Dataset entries
_ _ _ _

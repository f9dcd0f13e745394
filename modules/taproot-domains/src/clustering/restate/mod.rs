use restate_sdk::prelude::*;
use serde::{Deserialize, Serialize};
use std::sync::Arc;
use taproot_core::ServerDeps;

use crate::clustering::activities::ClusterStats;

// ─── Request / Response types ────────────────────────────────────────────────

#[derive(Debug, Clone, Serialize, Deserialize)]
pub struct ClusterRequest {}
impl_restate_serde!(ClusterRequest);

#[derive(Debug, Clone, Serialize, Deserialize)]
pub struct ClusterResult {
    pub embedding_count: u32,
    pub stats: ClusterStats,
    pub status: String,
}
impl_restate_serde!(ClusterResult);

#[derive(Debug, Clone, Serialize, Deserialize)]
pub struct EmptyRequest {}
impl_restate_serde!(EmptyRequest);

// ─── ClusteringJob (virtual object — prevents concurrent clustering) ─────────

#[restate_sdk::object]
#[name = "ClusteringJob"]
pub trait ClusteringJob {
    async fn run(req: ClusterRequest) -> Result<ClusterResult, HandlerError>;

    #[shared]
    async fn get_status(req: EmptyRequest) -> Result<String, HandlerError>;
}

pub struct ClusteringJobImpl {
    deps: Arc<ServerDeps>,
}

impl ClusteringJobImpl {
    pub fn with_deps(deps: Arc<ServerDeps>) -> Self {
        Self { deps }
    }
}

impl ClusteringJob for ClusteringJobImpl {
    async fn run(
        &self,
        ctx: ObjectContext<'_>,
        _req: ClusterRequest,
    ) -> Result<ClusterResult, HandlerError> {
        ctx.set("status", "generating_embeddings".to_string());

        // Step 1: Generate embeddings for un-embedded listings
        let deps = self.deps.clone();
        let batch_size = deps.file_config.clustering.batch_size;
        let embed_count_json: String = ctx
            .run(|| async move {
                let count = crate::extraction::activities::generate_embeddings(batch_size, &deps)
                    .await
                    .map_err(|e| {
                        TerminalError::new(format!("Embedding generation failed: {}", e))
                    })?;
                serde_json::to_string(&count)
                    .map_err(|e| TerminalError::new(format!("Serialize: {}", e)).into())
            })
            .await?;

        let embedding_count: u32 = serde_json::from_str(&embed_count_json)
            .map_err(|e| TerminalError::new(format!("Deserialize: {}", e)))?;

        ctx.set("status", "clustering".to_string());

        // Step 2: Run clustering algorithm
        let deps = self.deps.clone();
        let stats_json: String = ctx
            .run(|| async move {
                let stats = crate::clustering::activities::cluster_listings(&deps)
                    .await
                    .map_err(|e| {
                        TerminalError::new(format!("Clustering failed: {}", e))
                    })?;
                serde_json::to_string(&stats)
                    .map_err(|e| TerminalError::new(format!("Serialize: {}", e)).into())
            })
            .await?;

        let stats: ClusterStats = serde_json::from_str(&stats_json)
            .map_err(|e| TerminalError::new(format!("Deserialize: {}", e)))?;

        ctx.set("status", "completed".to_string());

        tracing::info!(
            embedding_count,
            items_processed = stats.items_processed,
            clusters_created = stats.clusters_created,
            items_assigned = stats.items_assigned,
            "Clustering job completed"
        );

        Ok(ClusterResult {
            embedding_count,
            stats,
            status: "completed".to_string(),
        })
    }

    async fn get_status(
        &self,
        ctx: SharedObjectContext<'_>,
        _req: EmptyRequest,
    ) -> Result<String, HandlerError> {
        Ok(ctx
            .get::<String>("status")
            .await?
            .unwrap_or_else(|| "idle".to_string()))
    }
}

_ _ _ _

▸ **PROBLEM DESCRIPTION**
Transcribe the data in full, keeping every character.

▸ **FINISHED EXERCISE**
repository f9dcd0f13e745394
filename modules/taproot-domains/src/clustering/restate/mod.rs
use restate_sdk::prelude::*;
use serde::{Deserialize, Serialize};
use std::sync::Arc;
use taproot_core::ServerDeps;

use crate::clustering::activities::ClusterStats;

// ─── Request / Response types ────────────────────────────────────────────────

#[derive(Debug, Clone, Serialize, Deserialize)]
pub struct ClusterRequest {}
impl_restate_serde!(ClusterRequest);

#[derive(Debug, Clone, Serialize, Deserialize)]
pub struct ClusterResult {
    pub embedding_count: u32,
    pub stats: ClusterStats,
    pub status: String,
}
impl_restate_serde!(ClusterResult);

#[derive(Debug, Clone, Serialize, Deserialize)]
pub struct EmptyRequest {}
impl_restate_serde!(EmptyRequest);

// ─── ClusteringJob (virtual object — prevents concurrent clustering) ─────────

#[restate_sdk::object]
#[name = "ClusteringJob"]
pub trait ClusteringJob {
    async fn run(req: ClusterRequest) -> Result<ClusterResult, HandlerError>;

    #[shared]
    async fn get_status(req: EmptyRequest) -> Result<String, HandlerError>;
}

pub struct ClusteringJobImpl {
    deps: Arc<ServerDeps>,
}

impl ClusteringJobImpl {
    pub fn with_deps(deps: Arc<ServerDeps>) -> Self {
        Self { deps }
    }
}

impl ClusteringJob for ClusteringJobImpl {
    async fn run(
        &self,
        ctx: ObjectContext<'_>,
        _req: ClusterRequest,
    ) -> Result<ClusterResult, HandlerError> {
        ctx.set("status", "generating_embeddings".to_string());

        // Step 1: Generate embeddings for un-embedded listings
        let deps = self.deps.clone();
        let batch_size = deps.file_config.clustering.batch_size;
        let embed_count_json: String = ctx
            .run(|| async move {
                let count = crate::extraction::activities::generate_embeddings(batch_size, &deps)
                    .await
                    .map_err(|e| {
                        TerminalError::new(format!("Embedding generation failed: {}", e))
                    })?;
                serde_json::to_string(&count)
                    .map_err(|e| TerminalError::new(format!("Serialize: {}", e)).into())
            })
            .await?;

        let embedding_count: u32 = serde_json::from_str(&embed_count_json)
            .map_err(|e| TerminalError::new(format!("Deserialize: {}", e)))?;

        ctx.set("status", "clustering".to_string());

        // Step 2: Run clustering algorithm
        let deps = self.deps.clone();
        let stats_json: String = ctx
            .run(|| async move {
                let stats = crate::clustering::activities::cluster_listings(&deps)
                    .await
                    .map_err(|e| {
                        TerminalError::new(format!("Clustering failed: {}", e))
                    })?;
                serde_json::to_string(&stats)
                    .map_err(|e| TerminalError::new(format!("Serialize: {}", e)).into())
            })
            .await?;

        let stats: ClusterStats = serde_json::from_str(&stats_json)
            .map_err(|e| TerminalError::new(format!("Deserialize: {}", e)))?;

        ctx.set("status", "completed".to_string());

        tracing::info!(
            embedding_count,
            items_processed = stats.items_processed,
            clusters_created = stats.clusters_created,
            items_assigned = stats.items_assigned,
            "Clustering job completed"
        );

        Ok(ClusterResult {
            embedding_count,
            stats,
            status: "completed".to_string(),
        })
    }

    async fn get_status(
        &self,
        ctx: SharedObjectContext<'_>,
        _req: EmptyRequest,
    ) -> Result<String, HandlerError> {
        Ok(ctx
            .get::<String>("status")
            .await?
            .unwrap_or_else(|| "idle".to_string()))
    }
}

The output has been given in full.